Nossa realidade são imensas carências (embora não tantas quanto fazem parecer o vício pessimista e sensacionalista da imprensa, e a deliberada deformação ideológica dos descontentes). O crescimento econômico do país, travado temporariamente pelas crises mundiais de 80 a 82, culminando com o desastre da insolvência do México, nunca mais se recuperou. Foi uma década e meia de crises sucessivas, em que o PIB cresceu em média apenas 1,8% ao ano, permanecendo estagnado per capita. E sobre essa base estreitada, desabou o peso do dilúvio demográfico, que desde 1950 adicionou 100 milhões de novos habitantes, entupindo as cidades com gente pouco qualificada para as demandas de uma economia industrial em rápida evolução. O Brasil não parou de progredir socialmente, mas os problemas correram à frente.
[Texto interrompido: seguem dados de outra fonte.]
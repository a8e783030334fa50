//! Genomic intervals and BED-style loading.

use std::io::{BufRead, BufReader};
use std::path::Path;

use crate::index::CpgIndex;
use crate::{Error, Result};

/// A half-open genomic interval `[start, stop)` on one chromosome.
///
/// The chromosome is identified by its rank in the index's chromosome
/// order, so intervals are only meaningful relative to the index that
/// resolved them. Ordering is by `(ch_id, start, stop)`.
#[derive(Debug, Clone, Copy, PartialEq, Eq, PartialOrd, Ord)]
pub struct GenomicInterval {
    pub ch_id: i32,
    pub start: u32,
    pub stop: u32,
}

impl GenomicInterval {
    /// Load intervals from a three-column tabular file (chrom, start, stop),
    /// resolving chromosome names against `index`.
    pub fn load(index: &CpgIndex, path: &Path) -> Result<Vec<GenomicInterval>> {
        let file = std::fs::File::open(path)?;
        let reader = BufReader::new(file);
        let mut intervals = Vec::new();
        for (lineno, line) in reader.lines().enumerate() {
            let line = line?;
            if line.is_empty() || line.starts_with('#') {
                continue;
            }
            intervals.push(parse_line(index, &line).map_err(|e| {
                Error::Parse(format!("{}:{}: {}", path.display(), lineno + 1, e))
            })?);
        }
        Ok(intervals)
    }
}

fn parse_line(index: &CpgIndex, line: &str) -> std::result::Result<GenomicInterval, String> {
    let mut fields = line.split_whitespace();
    let chrom = fields.next().ok_or("missing chromosome")?;
    let start: u32 = fields
        .next()
        .ok_or("missing start")?
        .parse()
        .map_err(|_| "bad start")?;
    let stop: u32 = fields
        .next()
        .ok_or("missing stop")?
        .parse()
        .map_err(|_| "bad stop")?;

    let ch_id = index
        .chrom_id(chrom)
        .ok_or_else(|| format!("chromosome {chrom} not in index"))?;
    if start > stop {
        return Err(format!("start {start} past stop {stop}"));
    }
    if stop > index.meta.chrom_size[ch_id as usize] {
        return Err(format!(
            "stop {stop} past end of {chrom} ({})",
            index.meta.chrom_size[ch_id as usize]
        ));
    }
    Ok(GenomicInterval { ch_id, start, stop })
}
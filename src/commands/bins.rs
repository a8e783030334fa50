use std::io::Write;

use super::open_output;
use crate::config::BinsArgs;
use crate::index::CpgIndex;
use crate::methylome::Methylome;

pub fn run(args: BinsArgs) -> anyhow::Result<()> {
    anyhow::ensure!(args.bin_size > 0, "bin size must be positive");
    let index = CpgIndex::read(&args.index)?;
    let (methylome, meta) = Methylome::open(&args.methylome)?;
    anyhow::ensure!(
        meta.assembly == index.meta.assembly && meta.n_cpgs == index.meta.n_cpgs_total,
        "{}: methylome ({}, {} sites) does not match index ({}, {} sites)",
        args.methylome.display(),
        meta.assembly,
        meta.n_cpgs,
        index.meta.assembly,
        index.meta.n_cpgs_total
    );

    let mut out = open_output(args.output.as_deref())?;
    for ch_id in 0..index.n_chroms() {
        let chrom = &index.meta.chrom_order[ch_id];
        let chrom_size = index.meta.chrom_size[ch_id];
        let mut start = 0u32;
        for row in methylome.chrom_bins_cov(ch_id, args.bin_size, &index) {
            let stop = start.saturating_add(args.bin_size).min(chrom_size);
            if args.coverage {
                writeln!(
                    out,
                    "{chrom}\t{start}\t{stop}\t{}\t{}\t{}",
                    row.n_meth, row.n_unmeth, row.n_covered
                )?;
            } else {
                writeln!(out, "{chrom}\t{start}\t{stop}\t{}\t{}", row.n_meth, row.n_unmeth)?;
            }
            start = stop;
        }
    }
    out.flush()?;
    Ok(())
}
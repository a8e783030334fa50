use std::io::Write;

use super::open_output;
use crate::config::IntervalsArgs;
use crate::index::CpgIndex;
use crate::interval::GenomicInterval;
use crate::methylome::Methylome;

pub fn run(args: IntervalsArgs) -> anyhow::Result<()> {
    let index = CpgIndex::read(&args.index)?;
    let (methylome, meta) = Methylome::open(&args.methylome)?;
    anyhow::ensure!(
        meta.assembly == index.meta.assembly && meta.n_cpgs == index.meta.n_cpgs_total,
        "{}: methylome ({}, {} sites) does not match index ({}, {} sites)",
        args.methylome.display(),
        meta.assembly,
        meta.n_cpgs,
        index.meta.assembly,
        index.meta.n_cpgs_total
    );

    let intervals = GenomicInterval::load(&index, &args.intervals)?;
    let offsets = index.offsets(&intervals);

    let mut out = open_output(args.output.as_deref())?;
    if args.coverage {
        for (iv, row) in intervals.iter().zip(methylome.get_counts_cov(&offsets)) {
            let chrom = &index.meta.chrom_order[iv.ch_id as usize];
            writeln!(
                out,
                "{chrom}\t{}\t{}\t{}\t{}\t{}",
                iv.start, iv.stop, row.n_meth, row.n_unmeth, row.n_covered
            )?;
        }
    } else {
        for (iv, row) in intervals.iter().zip(methylome.get_counts(&offsets)) {
            let chrom = &index.meta.chrom_order[iv.ch_id as usize];
            writeln!(
                out,
                "{chrom}\t{}\t{}\t{}\t{}",
                iv.start, iv.stop, row.n_meth, row.n_unmeth
            )?;
        }
    }
    out.flush()?;
    Ok(())
}
impl Methylome {
    pub fn zeroed(n_cpgs: u32) -> Methylome {
        Methylome {
            cpgs: vec![CountPair::default(); n_cpgs as usize],
        }
    }

    pub fn n_cpgs(&self) -> u32 {
        self.cpgs.len() as u32
    }

    pub fn payload_hash(&self) -> u32 {
        crc32fast::hash(bytemuck::cast_slice(&self.cpgs))
    }

    /// Read a payload described by `meta`, inflating if needed. The record
    /// count must match the metadata; the hash is not checked here.
    pub fn read(path: &Path, meta: &MethylomeMeta) -> Result<Methylome> {
        let bytes = std::fs::read(path)?;
        let cpgs: Vec<CountPair> = if meta.compressed {
            compress::inflate(&bytes, meta.n_cpgs as usize)?
        } else {
            if bytes.len() != meta.n_cpgs as usize * RECORD_SIZE {
                return Err(Error::Integrity(format!(
                    "{}: payload is {} bytes, expected {}",
                    path.display(),
                    bytes.len(),
                    meta.n_cpgs as usize * RECORD_SIZE
                )));
            }
            bytemuck::pod_collect_to_vec(&bytes)
        };
        Ok(Methylome { cpgs })
    }

    /// Read payload plus sidecar and verify the payload hash.
    pub fn open(path: &Path) -> Result<(Methylome, MethylomeMeta)> {
        let meta = MethylomeMeta::read(&metadata_path(path))?;
        let methylome = Methylome::read(path, &meta)?;
        let hash = methylome.payload_hash();
        if hash != meta.payload_hash {
            return Err(Error::Integrity(format!(
                "{}: payload hash {hash:#010x} does not match metadata {:#010x}",
                path.display(),
                meta.payload_hash
            )));
        }
        Ok((methylome, meta))
    }

    /// Write the payload, deflated when `compressed` is set. The caller
    /// writes the sidecar separately.
    pub fn write(&self, path: &Path, compressed: bool) -> Result<()> {
        if compressed {
            std::fs::write(path, compress::deflate(&self.cpgs)?)?;
        } else {
            std::fs::write(path, bytemuck::cast_slice::<CountPair, u8>(&self.cpgs))?;
        }
        Ok(())
    }

    /// Element-wise sum with saturation; returns whether any record was
    /// scaled to fit.
    pub fn merge(&mut self, other: &Methylome) -> Result<bool> {
        if self.cpgs.len() != other.cpgs.len() {
            return Err(Error::Integrity(format!(
                "cannot merge methylomes of {} and {} sites",
                self.cpgs.len(),
                other.cpgs.len()
            )));
        }
        let mut saturated = false;
        for (l, r) in self.cpgs.iter_mut().zip(&other.cpgs) {
            let (pair, sat) = conditional_round_to_fit(
                l.n_meth as u32 + r.n_meth as u32,
                l.n_unmeth as u32 + r.n_unmeth as u32,
            );
            *l = pair;
            saturated |= sat;
        }
        Ok(saturated)
    }

    /// `(sum_m, sum_u, n_covered)` over every site.
    pub fn totals(&self) -> (u64, u64, u64) {
        let mut m = 0u64;
        let mut u = 0u64;
        let mut cov = 0u64;
        for p in &self.cpgs {
            m += p.n_meth as u64;
            u += p.n_unmeth as u64;
            cov += p.is_covered() as u64;
        }
        (m, u, cov)
    }

    /// Sum the records of one offset range. Accumulation is 64-bit and
    /// narrowed on output.
    #[inline]
    fn accumulate(&self, lo: u32, hi: u32) -> CountsResCov {
        let mut m = 0u64;
        let mut u = 0u64;
        let mut cov = 0u32;
        for p in &self.cpgs[lo as usize..hi as usize] {
            m += p.n_meth as u64;
            u += p.n_unmeth as u64;
            cov += p.is_covered() as u32;
        }
        CountsResCov {
            n_meth: narrow(m),
            n_unmeth: narrow(u),
            n_covered: cov,
        }
    }

    pub fn get_counts(&self, offsets: &[(u32, u32)]) -> Vec<CountsRes> {
        offsets
            .iter()
            .map(|&(lo, hi)| self.accumulate(lo, hi).drop_coverage())
            .collect()
    }

    pub fn get_counts_cov(&self, offsets: &[(u32, u32)]) -> Vec<CountsResCov> {
        offsets
            .iter()
            .map(|&(lo, hi)| self.accumulate(lo, hi))
            .collect()
    }

    /// Bin aggregates for one chromosome: `ceil(chrom_size / bin_size)`
    /// half-open bins, position and record cursors advancing in lockstep.
    pub fn chrom_bins_cov(
        &self,
        ch_id: usize,
        bin_size: u32,
        index: &CpgIndex,
    ) -> Vec<CountsResCov> {
        assert!(bin_size > 0, "bin_size must be positive");
        let positions = &index.positions[ch_id];
        let chrom_size = index.meta.chrom_size[ch_id];
        let offset = index.chrom_offset[ch_id] as usize;

        let mut res = Vec::with_capacity(chrom_size.div_ceil(bin_size) as usize);
        let mut p = 0usize;
        let mut bin_start = 0u32;
        while bin_start < chrom_size {
            let bin_end = bin_start.saturating_add(bin_size).min(chrom_size);
            let mut m = 0u64;
            let mut u = 0u64;
            let mut cov = 0u32;
            while p < positions.len() && positions[p] < bin_end {
                let rec = self.cpgs[offset + p];
                m += rec.n_meth as u64;
                u += rec.n_unmeth as u64;
                cov += rec.is_covered() as u32;
                p += 1;
            }
            res.push(CountsResCov {
                n_meth: narrow(m),
                n_unmeth: narrow(u),
                n_covered: cov,
            });
            bin_start = bin_end;
        }
        res
    }

    pub fn get_bins_cov(&self, bin_size: u32, index: &CpgIndex) -> Vec<CountsResCov> {
        let mut res = Vec::with_capacity(index.n_bins(bin_size) as usize);
        for ch_id in 0..index.n_chroms() {
            res.extend(self.chrom_bins_cov(ch_id, bin_size, index));
        }
        res
    }

    pub fn get_bins(&self, bin_size: u32, index: &CpgIndex) -> Vec<CountsRes> {
        self.get_bins_cov(bin_size, index)
            .into_iter()
            .map(CountsResCov::drop_coverage)
            .collect()
    }
}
É bom lembrar que carências existem até nos homogêneos pequenos países nórdicos e que, nas sociedades "desenvolvidas", há 5 a 15% que ficam de fora. São os perdedores do sistema -a "subclasse", no sentido de Dahrendorf, para os quais não se encontraram ainda soluções satisfatórias.
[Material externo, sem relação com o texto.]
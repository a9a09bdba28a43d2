//! Layered configuration as a process sees it: file, environment, and the
//! defaults new Apps inherit.

use ::config::Map;
use anyhow::Result;
use fleet_core::clock::{Clock, ManualClock};
use fleet_core::config::{ConfigManager, ConfigurationError, FleetConfig};
use fleet_core::error::FleetError;
use fleet_core::models::{AppId, UnreachableStrategy};
use fleet_core::orchestration::{FleetContext, FleetOrchestrator};
use fleet_core::state_machine::Condition;
use fleet_core::test_helpers::{agents, SimulatedCluster, TestFleet};
use std::io::Write;
use std::sync::Arc;

fn toml_file(contents: &str) -> Result<tempfile::NamedTempFile> {
    let mut file = tempfile::Builder::new().suffix(".toml").tempfile()?;
    file.write_all(contents.as_bytes())?;
    Ok(file)
}

#[test]
fn test_full_file_loads_every_section() -> Result<()> {
    let file = toml_file(
        r#"
        [reconciliation]
        enabled = false
        interval_ms = 200
        kill_retry_seconds = 10
        launch_timeout_seconds = 90

        [unreachable]
        inactive_after_seconds = 30
        expunge_after_seconds = 90

        [deployment]
        step_timeout_seconds = 120
        minimum_health_capacity = 0.5
        maximum_over_capacity = 0.25

        [events]
        buffer_size = 64

        [leadership]
        node_id = "fleet-east-1"
        campaign_backoff_ms = 100

        [health]
        default_grace_period_seconds = 60
        default_interval_seconds = 10
        default_max_consecutive_failures = 5
        "#,
    )?;

    let manager = ConfigManager::load_with_env(Some(file.path()), Some(Map::new()))?;
    let config = manager.config();
    assert_eq!(manager.source(), Some(file.path()));
    assert!(!config.reconciliation.enabled);
    assert_eq!(config.kill_retry(), chrono::Duration::seconds(10));
    assert_eq!(config.launch_timeout(), chrono::Duration::seconds(90));
    assert_eq!(config.step_timeout(), chrono::Duration::seconds(120));
    assert_eq!(config.events.buffer_size, 64);
    assert_eq!(config.leadership.node_id, "fleet-east-1");
    assert_eq!(
        config.default_unreachable_strategy(),
        UnreachableStrategy::Enabled {
            inactive_after_seconds: 30,
            expunge_after_seconds: 90,
        }
    );

    let check = config.http_health_check("/ping");
    assert_eq!(check.grace_period_seconds, 60);
    assert_eq!(check.interval_seconds, 10);
    assert_eq!(check.max_consecutive_failures, 5);
    Ok(())
}

#[test]
fn test_environment_wins_over_file() -> Result<()> {
    let file = toml_file("[leadership]\nnode_id = \"from-file\"\n")?;
    let mut env = Map::new();
    env.insert(
        "FLEET__LEADERSHIP__NODE_ID".to_string(),
        "from-env".to_string(),
    );
    env.insert(
        "FLEET__RECONCILIATION__INTERVAL_MS".to_string(),
        "50".to_string(),
    );

    let manager = ConfigManager::load_with_env(Some(file.path()), Some(env))?;
    assert_eq!(manager.config().leadership.node_id, "from-env");
    assert_eq!(manager.config().reconciliation.interval_ms, 50);
    Ok(())
}

#[test]
fn test_malformed_file_is_a_load_error() -> Result<()> {
    let file = toml_file("[reconciliation]\ninterval_ms = \"soon\"\n")?;
    let err = ConfigManager::load_with_env(Some(file.path()), Some(Map::new()))
        .expect_err("a string is not an interval");
    assert!(matches!(err, ConfigurationError::LoadError { .. }));
    Ok(())
}

#[test]
fn test_zero_values_are_rejected_not_clamped() {
    let mut config = FleetConfig::default();
    config.events.buffer_size = 0;
    let err = ConfigManager::from_config(config).expect_err("zero buffer accepted");
    assert!(err.to_string().contains("events.buffer_size"));

    let mut config = FleetConfig::default();
    config.leadership.node_id = "  ".to_string();
    assert!(config.validate().is_err());
}

#[test]
fn test_orchestrator_refuses_invalid_config() {
    let clock: Arc<dyn Clock> = Arc::new(ManualClock::at_epoch());
    let cluster = Arc::new(SimulatedCluster::new(clock.clone()));
    let mut config = FleetConfig::default();
    config.reconciliation.interval_ms = 0;
    let context = FleetContext::in_memory(&FleetConfig::default(), cluster, clock);

    let err = FleetOrchestrator::new(config, context).expect_err("invalid config accepted");
    assert!(matches!(err, FleetError::Configuration(_)));
}

#[tokio::test]
async fn test_app_template_carries_configured_unreachable_timing() -> Result<()> {
    let mut config = FleetConfig::default();
    config.reconciliation.enabled = false;
    config.unreachable.inactive_after_seconds = 30;
    config.unreachable.expunge_after_seconds = 90;
    let fleet = TestFleet::with(agents(2), config.clone()).await?;

    let web = config
        .app_template(AppId::parse("/web")?, 2)
        .with_cmd("sleep 1000");
    let app_id = web.id.clone();
    fleet.orchestrator.create_app(&fleet.term, web).await?;
    fleet.deliver().await?;

    let original = fleet.instances(&app_id).await?.remove(0);
    fleet.cluster.partition(&original.agent.id);
    fleet.deliver().await?;

    fleet.advance_secs(30);
    let report = fleet.reconcile().await?;
    assert_eq!(report.timers_fired, 1);
    assert_eq!(
        fleet.orchestrator.instance(&original.id).await?.condition,
        Condition::UnreachableInactive
    );
    Ok(())
}
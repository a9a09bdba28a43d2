#![allow(clippy::doc_markdown)] // Allow technical terms like UnreachableInactive in docs
#![allow(clippy::missing_errors_doc)] // Allow public functions without # Errors sections
#![allow(clippy::must_use_candidate)] // Allow methods without must_use when context is clear

//! # Fleet Core
//!
//! Instance lifecycle and deployment reconciliation core for a cluster
//! orchestrator that keeps long-running Apps at their desired instance count.
//!
//! ## Overview
//!
//! Operators declare Apps (command, resources, instance count, health checks,
//! constraints, upgrade and unreachable strategies). The core launches task
//! instances on cluster agents, tracks every instance through a strict
//! lifecycle driven by task status reports, rolls out new App versions without
//! dropping below the configured healthy capacity, and tolerates agents that
//! stop reporting.
//!
//! ## Architecture
//!
//! - **Single writer**: exactly one elected process mutates state; every
//!   mutation carries its [`leadership::LeadershipTerm`] and is re-checked
//!   against the election before it takes effect.
//! - **Resumable**: App versions, instances and deployment plans live in a
//!   [`storage::Repository`]; a new leader reloads them and continues.
//! - **Deterministic**: time comes from an injected [`clock::Clock`], so a
//!   recorded history replays to the same sequence of events.
//!
//! ## Module Organization
//!
//! - [`state_machine`] - Instance conditions and the transition graph
//! - [`unreachable`] - Unreachable strategy evaluation and its timers
//! - [`orchestration`] - The orchestrator: API, status intake, deployments, reconciliation
//! - [`leadership`] - Terms, election and the leadership coordinator
//! - [`events`] - Versioned lifecycle events and their publisher
//! - [`models`] - Apps, instances and deployment plans
//! - [`cluster`] - The cluster driver boundary and agent placement
//! - [`storage`] - Durable state behind a repository trait
//! - [`config`] - Layered configuration
//! - [`error`] - Structured error handling
//!
//! ## Quick Start
//!
//! ```rust,no_run
//! use fleet_core::test_helpers::{app, TestFleet};
//!
//! # async fn example() -> anyhow::Result<()> {
//! let fleet = TestFleet::start().await?;
//! let web = app("/web", 2);
//! fleet.orchestrator.create_app(&fleet.term, web).await?;
//! fleet.deliver().await?;
//! assert!(fleet.orchestrator.deployments().await?.is_empty());
//! # Ok(())
//! # }
//! ```
//!
//! ## Testing
//!
//! ```bash
//! cargo test --lib    # Unit tests
//! cargo test          # Unit and integration tests
//! ```

pub mod clock;
pub mod cluster;
pub mod config;
pub mod error;
pub mod events;
pub mod leadership;
pub mod logging;
pub mod metrics;
pub mod models;
pub mod orchestration;
pub mod state_machine;
pub mod storage;
pub mod test_helpers;
pub mod unreachable;

pub use clock::{Clock, ManualClock, SystemClock};
pub use cluster::{ClusterDriver, LaunchRequest, TaskRef, TaskStatusReport};
pub use config::{ConfigManager, FleetConfig};
pub use error::{FleetError, FleetResult};
pub use events::{EventPayload, EventPublisher, FleetEvent};
pub use leadership::{
    CoordinatorState, InMemoryElection, LeaderElection, LeaderInfo, LeadershipCoordinator,
    LeadershipTerm,
};
pub use models::{AppDefinition, AppId, DeploymentPlan, Instance, InstanceId};
pub use orchestration::{FleetContext, FleetOrchestrator, ReconciliationReport, ReportOutcome};
pub use state_machine::{Condition, InstanceStateMachine, TaskStatus};
pub use storage::{InMemoryRepository, Repository};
No Brasil, há dois problemas básicos: os números excessivamente altos da pobreza absoluta, que nada justifica chegue a 16 milhões de pessoas; e a absurda ineficiência e lambança do Estado no uso social dos limitados recursos. Em relação ao PIB, já temos a mesma proporção de gastos públicos e sociais que países como os Estados Unidos e o Japão. Explorar essa situação para forçar o governo contra a parede tem sido fácil. Tanto mais quanto não temos o hábito de exigir decência ou responsabilidade dos críticos, e gostamos de um exagero. Mas a verdade é que Fernando Henrique compreendeu corretamente a hierarquia desses problemas. Para que o caminhão da economia possa transportar a carga social, é preciso antes de mais nada que funcione. Estou à vontade para falar, porque, com Castello Branco, tivemos de seguir essa ordem: recuperar a economia e a funcionalidade do Estado, para então poder agir na parte social -o que foi feito através, por exemplo, do programa habitacional e do Estatuto da Terra.
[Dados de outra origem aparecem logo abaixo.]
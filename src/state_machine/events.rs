use serde::{Deserialize, Serialize};
use std::fmt;

/// Task status as reported by the cluster resource manager
#[derive(Debug, Clone, Copy, PartialEq, Eq, Hash, Serialize, Deserialize)]
pub enum TaskStatus {
    #[serde(rename = "TASK_STAGING")]
    Staging,
    #[serde(rename = "TASK_STARTING")]
    Starting,
    #[serde(rename = "TASK_RUNNING")]
    Running,
    #[serde(rename = "TASK_UNREACHABLE")]
    Unreachable,
    #[serde(rename = "TASK_KILLED")]
    Killed,
    #[serde(rename = "TASK_LOST")]
    Lost,
    #[serde(rename = "TASK_FAILED")]
    Failed,
}

impl TaskStatus {
    pub fn as_str(&self) -> &'static str {
        match self {
            Self::Staging => "TASK_STAGING",
            Self::Starting => "TASK_STARTING",
            Self::Running => "TASK_RUNNING",
            Self::Unreachable => "TASK_UNREACHABLE",
            Self::Killed => "TASK_KILLED",
            Self::Lost => "TASK_LOST",
            Self::Failed => "TASK_FAILED",
        }
    }

    /// Check if the task is gone for good on the agent side
    pub fn is_terminal(&self) -> bool {
        matches!(self, Self::Killed | Self::Lost | Self::Failed)
    }
}

impl fmt::Display for TaskStatus {
    fn fmt(&self, f: &mut fmt::Formatter<'_>) -> fmt::Result {
        f.write_str(self.as_str())
    }
}

/// Inputs that can move an instance through its lifecycle
#[derive(Debug, Clone, Copy, PartialEq, Eq, Serialize, Deserialize)]
#[serde(tag = "type", content = "data")]
pub enum InstanceEvent {
    /// Status report for the instance's current task
    Report(TaskStatus),
    /// Orchestrator decided to kill the instance
    Kill,
    /// `inactiveAfter` elapsed while unreachable
    MarkInactive,
    /// Remove the instance permanently without waiting for the agent
    Expunge,
}

impl InstanceEvent {
    /// Get a string representation of the event type for logging
    pub fn event_type(&self) -> &'static str {
        match self {
            Self::Report(_) => "report",
            Self::Kill => "kill",
            Self::MarkInactive => "mark_inactive",
            Self::Expunge => "expunge",
        }
    }
}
Há, porém, um reparo a fazer ao atual governo. Capricha muito no discurso, mas tem sido fraco na gerência. Otimizar a gestão dos recursos é crucial: hoje, o mau uso destes é pior do que a falta. E muito mais difícil de tratar. Desde 1985, somos minados por uma doença paralisante de todos os órgãos de ação. A demagogia delirante levou à constitucionalização e à judicialização de tudo. Qualquer ato de autoridade na aplicação de uma lei, ou na execução de um programa, pode ver-se subitamente contestado por liminares das instâncias mais baixas. Estas, não estando vinculadas pelas decisões dos tribunais superiores, fazem o que bem entendem, dando um enorme trabalho para se consertar mais em cima. Naturalmente, o fato de que o Judiciário se tornou o "tapetão" em que os jogos acabem tendo de ser decididos não é culpa deste, mas do baixo nível técnico e da predominância da demagogia e dos interesses especiais que vem caracterizando nosso processo político. Serão necessárias mudanças constitucionais e infraconstitucionalidade mais amplas do que as da limitada reforma administrativa proposta.